◆ TASK DESCRIPTION:
Report how many lines in the data below hold the string "ProgressSink". Nothing else should appear in the answer.

Start of INFORMATION PROVIDED

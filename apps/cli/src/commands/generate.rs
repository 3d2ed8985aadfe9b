//! Manifest generation command.

use anyhow::{Context, Result};
use clap::Args;
use colored::Colorize;
use std::path::PathBuf;
use vidsplit_manifest::{
    GenerationReport, ManifestGenerator, NoopProgressSink, ProgressSink, Split, StdoutProgressSink, VidsplitConfig,
};

#[derive(Args, Debug, Default)]
pub struct GenerateArgs {
    /// Directory containing one subdirectory per label (default: current directory)
    #[arg(short, long)]
    pub root: Option<PathBuf>,

    /// Directory to write train.csv, val.csv and test.csv to (default: current directory)
    #[arg(short, long)]
    pub out: Option<PathBuf>,

    /// Seed for the per-label shuffle; omit for a fresh random split
    #[arg(short, long)]
    pub seed: Option<u64>,

    /// Label and its index, e.g. `--label door_closed=0` (repeatable, appended in order)
    #[arg(long = "label", value_name = "NAME=INDEX", value_parser = parse_label)]
    pub labels: Vec<(String, u32)>,

    /// Output the generation report as JSON
    #[arg(long)]
    pub json: bool,
}

fn parse_label(raw: &str) -> Result<(String, u32), String> {
    let (name, index) = raw
        .split_once('=')
        .ok_or_else(|| format!("expected NAME=INDEX, got '{raw}'"))?;
    let name = name.trim();
    if name.is_empty() {
        return Err(format!("missing label name in '{raw}'"));
    }
    let index = index
        .trim()
        .parse::<u32>()
        .map_err(|e| format!("invalid label index in '{raw}': {e}"))?;
    Ok((name.to_string(), index))
}

/// Apply command-line overrides on top of the loaded configuration.
fn apply_overrides(mut config: VidsplitConfig, args: &GenerateArgs) -> VidsplitConfig {
    for (name, index) in &args.labels {
        if !config.labels.contains(name) {
            config.labels.push(name.clone());
        }
        config.indexes.insert(name.clone(), *index);
    }
    if args.seed.is_some() {
        config.seed = args.seed;
    }
    if let Some(ref root) = args.root {
        config.root = Some(root.clone());
    }
    if let Some(ref out) = args.out {
        config.output_dir = Some(out.clone());
    }
    config
}

pub fn execute(config: VidsplitConfig, args: GenerateArgs) -> Result<()> {
    let generator: ManifestGenerator = apply_overrides(config, &args).generator();

    let progress: &dyn ProgressSink = if args.json { &NoopProgressSink } else { &StdoutProgressSink };
    let report = generator.run(progress).context("Failed to generate manifests")?;

    if args.json {
        println!("{}", serde_json::to_string_pretty(&report)?);
        return Ok(());
    }

    print_report(&report);
    Ok(())
}

fn print_report(report: &GenerationReport) {
    println!();
    println!("{}", "Manifests written".bold().green());
    println!();
    println!("{:<8} {:>8}  {}", "Split", "Lines", "Path");
    println!("{}", "─".repeat(60));
    for split in Split::ALL {
        if let Some(artifact) = report.artifact(split) {
            println!(
                "{:<8} {:>8}  {}",
                split.as_str().cyan(),
                artifact.lines,
                artifact.path.display().to_string().dimmed()
            );
        }
    }
    println!();
    println!("  Labels: {}", report.groups.len());
    println!("  Total entries: {}", report.total_entries().to_string().cyan());
    match report.seed {
        Some(seed) => println!("  Seed: {}", seed),
        None => println!("  {}", "Unseeded run; pass --seed to make the split reproducible.".dimmed()),
    }
    println!();
}

#[cfg(test)]
mod tests {
    use super::*;

    #[test]
    fn test_parse_label() {
        assert_eq!(parse_label("door_closed=0").unwrap(), ("door_closed".to_string(), 0));
        assert_eq!(parse_label(" walk = 12 ").unwrap(), ("walk".to_string(), 12));
        assert!(parse_label("door_closed").is_err());
        assert!(parse_label("=1").is_err());
        assert!(parse_label("door=-1").is_err());
    }

    #[test]
    fn test_cli_labels_extend_config_labels() {
        let mut config = VidsplitConfig { labels: vec!["a".to_string()], seed: Some(1), ..Default::default() };
        config.indexes.insert("a".to_string(), 0);

        let args = GenerateArgs {
            labels: vec![("b".to_string(), 1), ("a".to_string(), 5)],
            seed: Some(9),
            out: Some(PathBuf::from("manifests")),
            ..Default::default()
        };

        let merged = apply_overrides(config, &args);
        assert_eq!(merged.labels, vec!["a".to_string(), "b".to_string()]);
        assert_eq!(merged.indexes.get("a"), Some(&5));
        assert_eq!(merged.indexes.get("b"), Some(&1));
        assert_eq!(merged.seed, Some(9));
        assert_eq!(merged.output_dir, Some(PathBuf::from("manifests")));
        assert_eq!(merged.root, None);
    }

    #[test]
    fn test_overrides_keep_config_values_when_flags_absent() {
        let config = VidsplitConfig { seed: Some(3), root: Some(PathBuf::from("data")), ..Default::default() };
        let merged = apply_overrides(config.clone(), &GenerateArgs::default());
        assert_eq!(merged, config);
    }
}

End of INFORMATION PROVIDED

◆ YOUR SOLUTION:
2